WORK TO COMPLETE:
Search the entries for the word "Unique". Copy every line where it turns up.

Saved data entries:
----
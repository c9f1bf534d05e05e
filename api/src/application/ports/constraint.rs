/// A PostgreSQL integrity-constraint failure, carried inside `anyhow::Error`
/// by the sqlx repositories so use cases can tell it apart from outages.
#[derive(thiserror::Error, Debug, Clone, PartialEq, Eq)]
#[error("{kind:?} constraint violated: {}", constraint.as_deref().unwrap_or("unnamed"))]
pub struct ConstraintViolation {
    pub kind: ConstraintKind,
    pub constraint: Option<String>,
}

#[derive(Debug, Clone, Copy, PartialEq, Eq)]
pub enum ConstraintKind {
    Unique,
    ForeignKey,
    Check,
}

impl ConstraintViolation {
    pub fn new(kind: ConstraintKind, constraint: Option<&str>) -> Self {
        Self {
            kind,
            constraint: constraint.map(str::to_string),
        }
    }

    /// Client-facing wording for the named constraints of the schema.
    pub fn describe(&self) -> String {
        let known = match self.constraint.as_deref() {
            Some("customers_phone_key") => Some("phone number is already registered"),
            Some("customers_email_key") => Some("email is already registered"),
            Some("customers_points_check") => Some("point balance cannot go negative"),
            Some("customers_tier_fkey") => Some("membership tier still has members"),
            Some("memberships_pkey") => Some("membership tier already exists"),
            Some("products_name_key") => Some("a product with this name already exists"),
            Some("rewards_name_key") => Some("a reward with this name already exists"),
            Some("rewards_stock_check") => Some("reward stock cannot go negative"),
            Some("transactions_customer_id_fkey") => Some("customer has transaction history"),
            Some("transactions_product_id_fkey") => Some("product has transaction history"),
            Some("transactions_reward_id_fkey") => Some("reward has transaction history"),
            Some("notifications_customer_id_fkey") => Some("customer not found"),
            Some("owners_username_key") | Some("staff_username_key") => {
                Some("username is already registered")
            }
            Some("owners_email_key") | Some("staff_email_key") => {
                Some("email is already registered")
            }
            _ => None,
        };
        match (known, self.kind) {
            (Some(msg), _) => msg.to_string(),
            (None, ConstraintKind::Unique) => "record already exists".into(),
            (None, ConstraintKind::ForeignKey) => "record is still referenced".into(),
            (None, ConstraintKind::Check) => "value out of range".into(),
        }
    }
}
use super::{ProductInput, check_amounts};
use crate::application::error::{AppError, AppResult};
use crate::application::ports::product_repository::ProductRepository;
use crate::application::use_cases::non_blank;
use crate::domain::products::{NewProduct, Product};

pub struct UpdateProduct<'a, R: ProductRepository + ?Sized> {
    pub repo: &'a R,
}

impl<'a, R: ProductRepository + ?Sized> UpdateProduct<'a, R> {
    /// Full replace: absent notes and price are cleared, absent exchange points reset to 0.
    pub async fn execute(&self, id: i64, input: &ProductInput) -> AppResult<Product> {
        let (Some(name), Some(category)) = (
            non_blank(input.name.as_deref()),
            non_blank(input.category.as_deref()),
        ) else {
            return Err(AppError::validation("name and category are required"));
        };
        let exchange_points = input.exchange_points.unwrap_or(0);
        check_amounts(exchange_points, input.unit_price)?;

        self.repo
            .update(
                id,
                &NewProduct {
                    name: name.to_string(),
                    category: category.to_string(),
                    notes: non_blank(input.notes.as_deref()).map(str::to_string),
                    exchange_points,
                    unit_price: input.unit_price,
                },
            )
            .await?
            .ok_or_else(|| AppError::not_found("product not found"))
    }
}

#[cfg(test)]
mod tests {
    use super::*;
    use crate::application::use_cases::test_support::MemoryStore;

    #[tokio::test]
    async fn replaces_every_field() {
        let store = MemoryStore::default();
        let p = store.seed_product("Latte", 0, Some(25_000));
        let uc = UpdateProduct { repo: &store };
        let updated = uc
            .execute(
                p.id,
                &ProductInput {
                    name: Some("Iced Latte".into()),
                    category: Some("Coffee".into()),
                    exchange_points: Some(30),
                    notes: Some("seasonal".into()),
                    ..Default::default()
                },
            )
            .await
            .unwrap();
        assert_eq!(updated.name, "Iced Latte");
        assert_eq!(updated.unit_price, None);
        assert_eq!(updated.exchange_points, 30);
        assert_eq!(updated.notes.as_deref(), Some("seasonal"));
    }

    #[tokio::test]
    async fn omitted_price_and_points_are_cleared() {
        let store = MemoryStore::default();
        let p = store.seed_product("Latte", 5, Some(25_000));
        let uc = UpdateProduct { repo: &store };
        let updated = uc
            .execute(
                p.id,
                &ProductInput {
                    name: Some("Latte".into()),
                    category: Some("Coffee".into()),
                    ..Default::default()
                },
            )
            .await
            .unwrap();
        assert_eq!(updated.unit_price, None);
        assert_eq!(updated.exchange_points, 0);
        assert_eq!(updated.notes, None);
    }

    #[tokio::test]
    async fn name_and_category_stay_required() {
        let store = MemoryStore::default();
        let p = store.seed_product("Latte", 0, Some(25_000));
        let uc = UpdateProduct { repo: &store };
        let err = uc
            .execute(
                p.id,
                &ProductInput {
                    name: Some("Latte".into()),
                    ..Default::default()
                },
            )
            .await
            .unwrap_err();
        assert!(matches!(err, AppError::Validation(_)));
    }

    #[tokio::test]
    async fn missing_product_is_not_found() {
        let store = MemoryStore::default();
        let uc = UpdateProduct { repo: &store };
        let err = uc
            .execute(
                99,
                &ProductInput {
                    name: Some("Latte".into()),
                    category: Some("Coffee".into()),
                    ..Default::default()
                },
            )
            .await
            .unwrap_err();
        assert!(matches!(err, AppError::NotFound(_)));
    }
}
use serde::{Deserialize, Serialize};

use crate::domain::products::Product;
use crate::domain::rewards::Reward;

pub const DEFAULT_PAYMENT_METHOD: &str = "Cash";
pub const POINTS_PAYMENT_METHOD: &str = "Points";
pub const PAYMENT_SUCCESS: &str = "Success";

#[derive(Debug, Clone, PartialEq)]
pub struct Transaction {
    pub id: i64,
    pub customer_id: Option<i64>,
    pub product_id: Option<i64>,
    pub reward_id: Option<i64>,
    pub product_name: String,
    pub quantity: i64,
    pub total_price: i64,
    pub payment_method: String,
    pub payment_status: String,
    pub points_delta: i64,
    pub occurred_at: chrono::DateTime<chrono::Utc>,
}

/// Historical sale brought in by an import; carries no ids and moves no balance.
#[derive(Debug, Clone, PartialEq)]
pub struct ImportedTransaction {
    pub occurred_at: chrono::DateTime<chrono::Utc>,
    pub product_name: String,
    pub quantity: i64,
    pub total_price: i64,
    pub payment_method: String,
}

#[derive(Debug, Clone, Copy, PartialEq, Eq, Serialize, Deserialize)]
#[serde(rename_all = "lowercase")]
pub enum LedgerKind {
    Sale,
    Redemption,
}

/// Effect of one purchase on the books and on the customer's balance.
#[derive(Debug, Clone, Copy, PartialEq, Eq)]
pub struct PointsChange {
    pub kind: LedgerKind,
    pub total_price: i64,
    /// Positive when points are earned, negative when spent.
    pub delta: i64,
}

impl PointsChange {
    pub fn earned(&self) -> i64 {
        self.delta.max(0)
    }

    pub fn spent(&self) -> i64 {
        (-self.delta).max(0)
    }
}

#[derive(Debug, Clone, Copy)]
pub struct PointsPolicy {
    /// Rupiah per earned point.
    pub earning_rate: i64,
}

impl PointsPolicy {
    pub fn new(earning_rate: i64) -> Self {
        Self {
            earning_rate: earning_rate.max(1),
        }
    }

    pub fn assess_product(&self, product: &Product, quantity: i64) -> Result<PointsChange, String> {
        let quantity = check_quantity(quantity)?;
        let total_price = product
            .unit_price
            .unwrap_or(0)
            .checked_mul(quantity)
            .ok_or_else(|| "total price overflows".to_string())?;

        if product.is_redeemable() {
            let cost = product
                .exchange_points
                .checked_mul(quantity)
                .ok_or_else(|| "point cost overflows".to_string())?;
            Ok(PointsChange {
                kind: LedgerKind::Redemption,
                total_price,
                delta: -cost,
            })
        } else {
            Ok(PointsChange {
                kind: LedgerKind::Sale,
                total_price,
                delta: total_price.max(0) / self.earning_rate,
            })
        }
    }

    pub fn assess_reward(&self, reward: &Reward, quantity: i64) -> Result<PointsChange, String> {
        let quantity = check_quantity(quantity)?;
        let cost = reward
            .points_required
            .checked_mul(quantity)
            .ok_or_else(|| "point cost overflows".to_string())?;
        Ok(PointsChange {
            kind: LedgerKind::Redemption,
            total_price: 0,
            delta: -cost,
        })
    }
}

fn check_quantity(quantity: i64) -> Result<i64, String> {
    if quantity < 1 {
        Err("quantity must be at least 1".into())
    } else {
        Ok(quantity)
    }
}

#[cfg(test)]
mod tests {
    use super::*;

    fn product(exchange_points: i64, unit_price: Option<i64>) -> Product {
        Product {
            id: 1,
            name: "Kopi Susu".into(),
            category: "Coffee".into(),
            notes: None,
            exchange_points,
            unit_price,
        }
    }

    #[test]
    fn sale_earns_floor_of_total_over_rate() {
        let policy = PointsPolicy::new(10_000);
        let change = policy.assess_product(&product(0, Some(18_000)), 3).unwrap();
        assert_eq!(change.kind, LedgerKind::Sale);
        assert_eq!(change.total_price, 54_000);
        assert_eq!(change.delta, 5);
        assert_eq!(change.earned(), 5);
        assert_eq!(change.spent(), 0);
    }

    #[test]
    fn sale_below_rate_earns_nothing() {
        let policy = PointsPolicy::new(10_000);
        let change = policy.assess_product(&product(0, Some(9_999)), 1).unwrap();
        assert_eq!(change.delta, 0);
    }

    #[test]
    fn unpriced_product_totals_zero() {
        let policy = PointsPolicy::new(10_000);
        let change = policy.assess_product(&product(0, None), 2).unwrap();
        assert_eq!(change.total_price, 0);
        assert_eq!(change.delta, 0);
    }

    #[test]
    fn redeemable_product_spends_points() {
        let policy = PointsPolicy::new(10_000);
        let change = policy.assess_product(&product(25, Some(20_000)), 2).unwrap();
        assert_eq!(change.kind, LedgerKind::Redemption);
        assert_eq!(change.delta, -50);
        assert_eq!(change.spent(), 50);
        assert_eq!(change.total_price, 40_000);
    }

    #[test]
    fn zero_quantity_is_rejected() {
        let policy = PointsPolicy::new(10_000);
        assert!(policy.assess_product(&product(0, Some(1)), 0).is_err());
    }

    #[test]
    fn reward_costs_points_and_no_money() {
        let policy = PointsPolicy::new(10_000);
        let reward = Reward {
            id: 7,
            name: "Free Croissant".into(),
            points_required: 40,
            stock: 3,
            claimed: 0,
        };
        let change = policy.assess_reward(&reward, 2).unwrap();
        assert_eq!(change.delta, -80);
        assert_eq!(change.total_price, 0);
    }
}
use axum::{
    Json, Router,
    extract::{Query, Request, State, rejection::QueryRejection},
    routing::{get, post},
};
use chrono::NaiveDate;
use serde::{Deserialize, Serialize};
use utoipa::ToSchema;

use crate::application::error::{AppError, AppResult};
use crate::application::ports::import_history_repository::ImportHistoryRow;
use crate::application::use_cases::reports::get_sales_summary::GetSalesSummary;
use crate::application::use_cases::reports::import_sales_report::ImportSalesReport;
use crate::application::use_cases::reports::list_import_history::ListImportHistory;
use crate::bootstrap::app_context::AppContext;
use crate::domain::reports::SalesSummary;
use crate::presentation::http::auth::{Bearer, validate_bearer};
use crate::presentation::http::imports::{ImportReportResponse, read_import};

#[derive(Debug, Serialize, ToSchema)]
pub struct ReportStats {
    pub total_revenue: i64,
    pub transaction_count: i64,
    pub total_customers: i64,
    pub points_earned: i64,
    pub points_redeemed: i64,
}

#[derive(Debug, Serialize, ToSchema)]
pub struct DailySalesItem {
    pub date: NaiveDate,
    pub revenue: i64,
    pub transactions: i64,
}

#[derive(Debug, Serialize, ToSchema)]
pub struct TierBucketItem {
    pub tier: String,
    pub customers: i64,
}

#[derive(Debug, Serialize, ToSchema)]
pub struct SalesReportResponse {
    pub start_date: NaiveDate,
    pub end_date: NaiveDate,
    pub stats: ReportStats,
    pub sales: Vec<DailySalesItem>,
    pub membership: Vec<TierBucketItem>,
}

impl From<SalesSummary> for SalesReportResponse {
    fn from(s: SalesSummary) -> Self {
        SalesReportResponse {
            start_date: s.start,
            end_date: s.end,
            stats: ReportStats {
                total_revenue: s.total_revenue,
                transaction_count: s.transaction_count,
                total_customers: s.total_customers,
                points_earned: s.points.earned,
                points_redeemed: s.points.redeemed,
            },
            sales: s
                .sales
                .into_iter()
                .map(|d| DailySalesItem {
                    date: d.day,
                    revenue: d.revenue,
                    transactions: d.transactions,
                })
                .collect(),
            membership: s
                .membership
                .into_iter()
                .map(|b| TierBucketItem {
                    tier: b.tier,
                    customers: b.customers,
                })
                .collect(),
        }
    }
}

#[derive(Debug, Serialize, ToSchema)]
pub struct ImportHistoryItem {
    pub id: i64,
    pub kind: String,
    pub row_count: i64,
    pub status: String,
    pub source: String,
    pub created_at: chrono::DateTime<chrono::Utc>,
}

impl From<ImportHistoryRow> for ImportHistoryItem {
    fn from(r: ImportHistoryRow) -> Self {
        ImportHistoryItem {
            id: r.id,
            kind: r.kind,
            row_count: r.row_count,
            status: r.status,
            source: r.source,
            created_at: r.created_at,
        }
    }
}

#[derive(Debug, Serialize, ToSchema)]
pub struct ImportHistoryListResponse {
    pub items: Vec<ImportHistoryItem>,
}

#[derive(Debug, Default, Deserialize)]
pub struct ReportQuery {
    pub start_date: Option<NaiveDate>,
    pub end_date: Option<NaiveDate>,
}

#[derive(Debug, Default, Deserialize)]
pub struct HistoryQuery {
    pub limit: Option<i64>,
}

pub fn routes(ctx: AppContext) -> Router {
    Router::new()
        .route("/reports", get(sales_report))
        .route("/reports/import", post(import_sales_report))
        .route("/reports/imports", get(import_history))
        .with_state(ctx)
}

#[utoipa::path(get, path = "/api/reports", tag = "Reports",
    params(
        ("start_date" = Option<String>, Query, description = "YYYY-MM-DD; defaults to the configured window before end_date"),
        ("end_date" = Option<String>, Query, description = "YYYY-MM-DD; defaults to today (UTC)")
    ),
    responses((status = 200, body = SalesReportResponse), (status = 400, body = crate::presentation::http::error::ErrorResponse)))]
pub async fn sales_report(
    State(ctx): State<AppContext>,
    bearer: Bearer,
    q: Result<Query<ReportQuery>, QueryRejection>,
) -> AppResult<Json<SalesReportResponse>> {
    validate_bearer(&ctx.cfg, bearer)?;
    let Query(q) = q.map_err(|e| AppError::validation(e.body_text()))?;
    let repo = ctx.report_repo();
    let uc = GetSalesSummary {
        repo: repo.as_ref(),
        default_days: ctx.cfg.report_default_days,
    };
    let summary = uc.execute(q.start_date, q.end_date).await?;
    Ok(Json(summary.into()))
}

#[utoipa::path(post, path = "/api/reports/import", tag = "Reports",
    request_body(content = crate::presentation::http::imports::ImportUploadMultipart, content_type = "multipart/form-data"),
    responses((status = 200, body = ImportReportResponse)))]
pub async fn import_sales_report(
    State(ctx): State<AppContext>,
    bearer: Bearer,
    req: Request,
) -> AppResult<Json<ImportReportResponse>> {
    validate_bearer(&ctx.cfg, bearer)?;
    let payload = read_import(req, ctx.cfg.import_max_bytes).await?;
    let ledger = ctx.transaction_repo();
    let history = ctx.import_history_repo();
    let uc = ImportSalesReport {
        ledger: ledger.as_ref(),
        history: history.as_ref(),
    };
    Ok(Json(uc.execute(&payload).await?.into()))
}

#[utoipa::path(get, path = "/api/reports/imports", tag = "Reports",
    params(("limit" = Option<i64>, Query, description = "Default 20, max 200")),
    responses((status = 200, body = ImportHistoryListResponse)))]
pub async fn import_history(
    State(ctx): State<AppContext>,
    bearer: Bearer,
    q: Result<Query<HistoryQuery>, QueryRejection>,
) -> AppResult<Json<ImportHistoryListResponse>> {
    validate_bearer(&ctx.cfg, bearer)?;
    let Query(q) = q.map_err(|e| AppError::validation(e.body_text()))?;
    let history = ctx.import_history_repo();
    let uc = ListImportHistory {
        history: history.as_ref(),
    };
    let items = uc.execute(q.limit).await?;
    Ok(Json(ImportHistoryListResponse {
        items: items.into_iter().map(Into::into).collect(),
    }))
}
pub mod db;
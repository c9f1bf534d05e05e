#[derive(Debug, Clone, PartialEq)]
pub struct Notification {
    pub id: i64,
    pub message: String,
    pub customer_id: Option<i64>,
    pub customer_name: Option<String>,
    pub created_at: chrono::DateTime<chrono::Utc>,
}

#[derive(Debug, Clone, PartialEq)]
pub struct NewNotification {
    pub message: String,
    pub customer_id: Option<i64>,
}
use crate::application::dto::ledger::LedgerReceipt;
use crate::application::error::{AppError, AppResult};
use crate::application::ports::reward_repository::RewardRepository;
use crate::application::ports::transaction_repository::{LedgerEntry, TransactionRepository};
use crate::application::use_cases::transactions::settle;
use crate::domain::transactions::{POINTS_PAYMENT_METHOD, PointsPolicy};

/// Exchanges a customer's points for catalogue rewards.
pub struct RedeemReward<'a, W, T>
where
    W: RewardRepository + ?Sized,
    T: TransactionRepository + ?Sized,
{
    pub rewards: &'a W,
    pub ledger: &'a T,
    pub policy: PointsPolicy,
}

impl<'a, W, T> RedeemReward<'a, W, T>
where
    W: RewardRepository + ?Sized,
    T: TransactionRepository + ?Sized,
{
    pub async fn execute(
        &self,
        reward_id: i64,
        customer_id: Option<i64>,
        quantity: Option<i64>,
    ) -> AppResult<LedgerReceipt> {
        let customer_id =
            customer_id.ok_or_else(|| AppError::validation("customer is required"))?;
        let quantity = quantity.unwrap_or(1);
        let reward = self
            .rewards
            .get(reward_id)
            .await?
            .ok_or_else(|| AppError::not_found("reward not found"))?;
        let change = self
            .policy
            .assess_reward(&reward, quantity)
            .map_err(AppError::Validation)?;
        let entry = LedgerEntry {
            customer_id,
            product_id: None,
            reward_id: Some(reward.id),
            product_name: reward.name.clone(),
            quantity,
            total_price: change.total_price,
            payment_method: POINTS_PAYMENT_METHOD.to_string(),
            points_delta: change.delta,
        };
        let outcome = self.ledger.apply(&entry).await?;
        settle(change, outcome)
    }
}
----
TASK OUTPUT:
    Unique,
            (None, ConstraintKind::Unique) => "record already exists".into(),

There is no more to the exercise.